* _Task requirements_
Output, word for word, the lines of this listing that fall between the line with "save(&dir, &name, shot.bytes()).await;" and the line with "async fn save(dir: &Path, name: &str, bytes: &[u8])", counting both of those lines, and no others.

==== Data to use

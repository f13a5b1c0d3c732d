use serde_json::Value;

use crate::coords::NORMALIZED_MAX;
use crate::error::ActionError;
use crate::types::Args;

pub const DEFAULT_SCROLL_MAGNITUDE: u32 = 800;

#[derive(Debug, Clone, Copy, PartialEq, Eq)]
pub enum ScrollDirection {
    Up,
    Down,
    Left,
    Right,
}

impl ScrollDirection {
    pub fn is_vertical(self) -> bool {
        matches!(self, ScrollDirection::Up | ScrollDirection::Down)
    }

    /// Signed `(dx, dy)` for a scroll of `amount` pixels.
    pub fn delta(self, amount: u32) -> (i64, i64) {
        let amount = i64::from(amount);
        match self {
            ScrollDirection::Up => (0, -amount),
            ScrollDirection::Down => (0, amount),
            ScrollDirection::Left => (-amount, 0),
            ScrollDirection::Right => (amount, 0),
        }
    }
}

/// The model's action vocabulary. Coordinates are normalized (`0..=999`).
#[derive(Debug, Clone, PartialEq)]
pub enum Action {
    OpenWebBrowser,
    ClickAt {
        x: u32,
        y: u32,
    },
    HoverAt {
        x: u32,
        y: u32,
    },
    TypeTextAt {
        x: u32,
        y: u32,
        text: String,
        clear_before_typing: bool,
        press_enter: bool,
    },
    ScrollDocument {
        direction: ScrollDirection,
    },
    ScrollAt {
        x: u32,
        y: u32,
        direction: ScrollDirection,
        magnitude: u32,
    },
    Navigate {
        url: String,
    },
    Search,
    GoBack,
    GoForward,
    Wait5Seconds,
    KeyCombination {
        keys: String,
    },
    DragAndDrop {
        x: u32,
        y: u32,
        destination_x: u32,
        destination_y: u32,
    },
    /// A name outside the known vocabulary; executes as a no-op.
    Unrecognized {
        name: String,
    },
}

impl Action {
    pub fn parse(name: &str, args: &Args) -> Result<Self, ActionError> {
        let action = match name {
            "open_web_browser" => Action::OpenWebBrowser,
            "click_at" => {
                let a = ArgReader::new("click_at", args);
                Action::ClickAt {
                    x: a.coord("x")?,
                    y: a.coord("y")?,
                }
            }
            "hover_at" => {
                let a = ArgReader::new("hover_at", args);
                Action::HoverAt {
                    x: a.coord("x")?,
                    y: a.coord("y")?,
                }
            }
            "type_text_at" => {
                let a = ArgReader::new("type_text_at", args);
                Action::TypeTextAt {
                    x: a.coord("x")?,
                    y: a.coord("y")?,
                    text: a.string("text")?,
                    clear_before_typing: a.flag("clear_before_typing", true)?,
                    press_enter: a.flag("press_enter", false)?,
                }
            }
            "scroll_document" => {
                let a = ArgReader::new("scroll_document", args);
                Action::ScrollDocument {
                    direction: a.direction("direction")?,
                }
            }
            "scroll_at" => {
                let a = ArgReader::new("scroll_at", args);
                Action::ScrollAt {
                    x: a.coord("x")?,
                    y: a.coord("y")?,
                    direction: a.direction("direction")?,
                    magnitude: a.magnitude("magnitude")?,
                }
            }
            "navigate" => Action::Navigate {
                url: ArgReader::new("navigate", args).string("url")?,
            },
            "search" => Action::Search,
            "go_back" => Action::GoBack,
            "go_forward" => Action::GoForward,
            "wait_5_seconds" => Action::Wait5Seconds,
            "key_combination" => Action::KeyCombination {
                keys: ArgReader::new("key_combination", args).string("keys")?,
            },
            "drag_and_drop" => {
                let a = ArgReader::new("drag_and_drop", args);
                Action::DragAndDrop {
                    x: a.coord("x")?,
                    y: a.coord("y")?,
                    destination_x: a.coord("destination_x")?,
                    destination_y: a.coord("destination_y")?,
                }
            }
            other => Action::Unrecognized {
                name: other.to_string(),
            },
        };
        Ok(action)
    }

    pub fn name(&self) -> &str {
        match self {
            Action::OpenWebBrowser => "open_web_browser",
            Action::ClickAt { .. } => "click_at",
            Action::HoverAt { .. } => "hover_at",
            Action::TypeTextAt { .. } => "type_text_at",
            Action::ScrollDocument { .. } => "scroll_document",
            Action::ScrollAt { .. } => "scroll_at",
            Action::Navigate { .. } => "navigate",
            Action::Search => "search",
            Action::GoBack => "go_back",
            Action::GoForward => "go_forward",
            Action::Wait5Seconds => "wait_5_seconds",
            Action::KeyCombination { .. } => "key_combination",
            Action::DragAndDrop { .. } => "drag_and_drop",
            Action::Unrecognized { name } => name,
        }
    }
}

struct ArgReader<'a> {
    action: &'static str,
    args: &'a Args,
}

impl<'a> ArgReader<'a> {
    fn new(action: &'static str, args: &'a Args) -> Self {
        Self { action, args }
    }

    fn required(&self, argument: &'static str) -> Result<&'a Value, ActionError> {
        match self.args.get(argument) {
            Some(Value::Null) | None => Err(ActionError::MissingArgument {
                action: self.action,
                argument,
            }),
            Some(value) => Ok(value),
        }
    }

    fn invalid(&self, argument: &'static str, value: &Value) -> ActionError {
        ActionError::InvalidArgument {
            action: self.action,
            argument,
            value: value.to_string(),
        }
    }

    fn number(&self, argument: &'static str, value: &Value) -> Result<i64, ActionError> {
        value
            .as_i64()
            .or_else(|| value.as_f64().map(|f| f.trunc() as i64))
            .ok_or_else(|| self.invalid(argument, value))
    }

    /// Normalized coordinate, clamped into `0..=999`.
    fn coord(&self, argument: &'static str) -> Result<u32, ActionError> {
        let value = self.required(argument)?;
        let n = self.number(argument, value)?;
        Ok(n.clamp(0, i64::from(NORMALIZED_MAX)) as u32)
    }

    fn magnitude(&self, argument: &'static str) -> Result<u32, ActionError> {
        match self.args.get(argument) {
            Some(Value::Null) | None => Ok(DEFAULT_SCROLL_MAGNITUDE),
            Some(value) => {
                let n = self.number(argument, value)?;
                u32::try_from(n).map_err(|_| self.invalid(argument, value))
            }
        }
    }

    fn string(&self, argument: &'static str) -> Result<String, ActionError> {
        let value = self.required(argument)?;
        value
            .as_str()
            .map(str::to_string)
            .ok_or_else(|| self.invalid(argument, value))
    }

    fn flag(&self, argument: &'static str, default: bool) -> Result<bool, ActionError> {
        match self.args.get(argument) {
            Some(Value::Null) | None => Ok(default),
            Some(Value::Bool(flag)) => Ok(*flag),
            Some(value) => Err(self.invalid(argument, value)),
        }
    }

    fn direction(&self, argument: &'static str) -> Result<ScrollDirection, ActionError> {
        let value = self.required(argument)?;
        match value.as_str().map(str::to_lowercase).as_deref() {
            Some("up") => Ok(ScrollDirection::Up),
            Some("down") => Ok(ScrollDirection::Down),
            Some("left") => Ok(ScrollDirection::Left),
            Some("right") => Ok(ScrollDirection::Right),
            _ => Err(self.invalid(argument, value)),
        }
    }
}
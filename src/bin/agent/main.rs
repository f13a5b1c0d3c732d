//! Runs one task in a visible browser and saves a screenshot after every action.

use std::path::{Path, PathBuf};

use anyhow::{Context, Result, anyhow};
use browser_pilot::executor::normalize_url;
use browser_pilot::types::{ADHOC_MAX_TURNS, DEFAULT_START_URL};
use browser_pilot::{
    AgentConfig, AgentEvent, AgentLoop, BrowserSession, ChromeSession, GeminiClient, RetryPolicy,
    RetryingClient,
};
use clap::Parser;
use dotenvy::dotenv;
use tokio::sync::broadcast;
use tracing::{info, warn};
use tracing_subscriber::EnvFilter;

#[derive(Parser, Debug)]
#[command(name = "agent", about = "Drive a local Chrome with the computer-use model")]
struct Cli {
    /// What the agent should do
    #[arg(default_value = "Search for the weather in San Francisco")]
    task: Vec<String>,

    #[arg(long, default_value = DEFAULT_START_URL)]
    start_url: String,

    #[arg(long, default_value_t = ADHOC_MAX_TURNS)]
    max_turns: usize,

    /// Hide the browser window
    #[arg(long)]
    headless: bool,

    /// Where screenshots are written
    #[arg(long, default_value = ".")]
    screenshots_dir: PathBuf,

    /// Leave the browser open until Enter is pressed
    #[arg(long)]
    keep_open: bool,
}

#[tokio::main]
async fn main() -> Result<()> {
    dotenv().ok();
    tracing_subscriber::fmt()
        .with_env_filter(EnvFilter::try_from_default_env().unwrap_or_else(|_| EnvFilter::new("info")))
        .init();

    let cli = Cli::parse();
    let task = cli.task.join(" ");
    let mut config = AgentConfig::from_env().context("loading configuration")?;
    config.headless = cli.headless;

    tokio::fs::create_dir_all(&cli.screenshots_dir)
        .await
        .with_context(|| format!("creating {}", cli.screenshots_dir.display()))?;

    info!(%task, start_url = %cli.start_url, "starting agent");
    let options = config.browser_options();
    let session = tokio::task::spawn_blocking(move || ChromeSession::launch(&options))
        .await
        .map_err(|e| anyhow!("Browser launch panicked: {e}"))??;

    session.navigate(&normalize_url(&cli.start_url)).await?;
    session.wait_for_load().await?;
    let initial = session.screenshot().await?;
    save(&cli.screenshots_dir, "screenshot_0_initial.png", initial.bytes()).await;

    let client = RetryingClient::new(
        GeminiClient::new(config.api_key.clone(), config.model.clone())?
            .with_endpoint(config.endpoint.clone()),
        RetryPolicy::default(),
    );

    let (events, rx) = broadcast::channel(64);
    let saver = tokio::spawn(save_screenshots(rx, cli.screenshots_dir.clone()));

    let result = AgentLoop::new(&client, &session, config.loop_options(cli.max_turns, None))
        .with_events(events)
        .run(&task)
        .await?;
    // the loop dropped its sender, so the saver drains and exits
    let _ = saver.await;

    println!("{}", "=".repeat(60));
    println!("Status: {:?}", result.status);
    println!("Final URL: {}", result.final_url);
    println!("Actions taken: {}", result.actions_taken.len());
    for (i, record) in result.actions_taken.iter().enumerate() {
        match &record.error {
            Some(err) => println!("  {}. {} (failed: {err})", i + 1, record.name),
            None => println!("  {}. {}", i + 1, record.name),
        }
    }
    if !result.final_response.is_empty() {
        println!("Response: {}", result.final_response);
    }

    if cli.keep_open {
        println!("Press Enter to close the browser...");
        let mut line = String::new();
        tokio::task::spawn_blocking(move || std::io::stdin().read_line(&mut line)).await??;
    }
    Ok(())
}

async fn save_screenshots(mut rx: broadcast::Receiver<AgentEvent>, dir: PathBuf) {
    loop {
        match rx.recv().await {
            Ok(AgentEvent::ActionExecuted {
                turn,
                action,
                screenshot: Some(shot),
                ..
            }) => {
                let name = format!("screenshot_{turn}_{}.png", file_safe(&action));
                save(&dir, &name, shot.bytes()).await;
            }
            Ok(_) => {}
            Err(broadcast::error::RecvError::Lagged(skipped)) => {
                warn!(skipped, "screenshot saver fell behind");
            }
            Err(broadcast::error::RecvError::Closed) => break,
        }
    }
}

/// Action names come from the model; keep them inside the screenshot directory.
fn file_safe(action: &str) -> String {
    action
        .chars()
        .map(|c| if c.is_ascii_alphanumeric() || c == '_' { c } else { '_' })
        .collect()
}

async fn save(dir: &Path, name: &str, bytes: &[u8]) {
    let path = dir.join(name);
    match tokio::fs::write(&path, bytes).await {
        Ok(()) => info!("saved {}", path.display()),
        Err(err) => warn!("could not save {}: {err}", path.display()),
    }
}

========

* _Answer to this problem_
                save(&dir, &name, shot.bytes()).await;
            }
            Ok(_) => {}
            Err(broadcast::error::RecvError::Lagged(skipped)) => {
                warn!(skipped, "screenshot saver fell behind");
            }
            Err(broadcast::error::RecvError::Closed) => break,
        }
    }
}

/// Action names come from the model; keep them inside the screenshot directory.
fn file_safe(action: &str) -> String {
    action
        .chars()
        .map(|c| if c.is_ascii_alphanumeric() || c == '_' { c } else { '_' })
        .collect()
}

async fn save(dir: &Path, name: &str, bytes: &[u8]) {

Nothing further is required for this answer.